What this task involves
Scan each line of the entries below for the word "port" and count the ones where it appears. The answer is that number alone.

################

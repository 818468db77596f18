// SPDX-License-Identifier: MIT

//! Interview-Tracker API Server
//!
//! Backend for scheduling and tracking mock job interviews: accounts with
//! local or Google credentials, profiles with resume uploads, and
//! owner-scoped interview session records.

use interview_tracker::{
    config::Config,
    db::Db,
    services::{GoogleOidcVerifier, ResumeStore},
    AppState,
};
use std::sync::Arc;
use tracing_subscriber::{layer::SubscriberExt, util::SubscriberInitExt};

#[tokio::main]
async fn main() -> Result<(), Box<dyn std::error::Error>> {
    // Initialize structured JSON logging for GCP
    init_logging();

    // Load configuration from environment
    let config = Config::from_env().expect("Failed to load configuration");
    tracing::info!(port = config.port, "Starting Interview-Tracker API");

    // Initialize Firestore database
    let db = Db::new(&config.gcp_project_id)
        .await
        .expect("Failed to connect to Firestore");

    let oidc = Arc::new(GoogleOidcVerifier::new(&config).expect("Failed to initialize OIDC verifier"));

    let resumes = ResumeStore::new(&config.upload_dir);

    // Build shared state
    let state = Arc::new(AppState {
        config: config.clone(),
        db,
        oidc,
        resumes,
    });

    // Build router
    let app = interview_tracker::routes::create_router(state);

    // Start server
    let addr = format!("0.0.0.0:{}", config.port);
    let listener = tokio::net::TcpListener::bind(&addr).await?;
    tracing::info!(address = %addr, "Server listening");

    axum::serve(listener, app).await?;
    Ok(())
}

/// Initialize structured JSON logging (GCP-compliant).
fn init_logging() {
    let format = tracing_subscriber::fmt::layer()
        .json()
        .with_target(false)
        .with_current_span(true)
        .flatten_event(true);

    tracing_subscriber::registry()
        .with(
            tracing_subscriber::EnvFilter::from_default_env()
                .add_directive("interview_tracker=debug".parse().unwrap())
                .add_directive("info".parse().unwrap()),
        )
        .with(format)
        .init();
}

################

Response to the task
2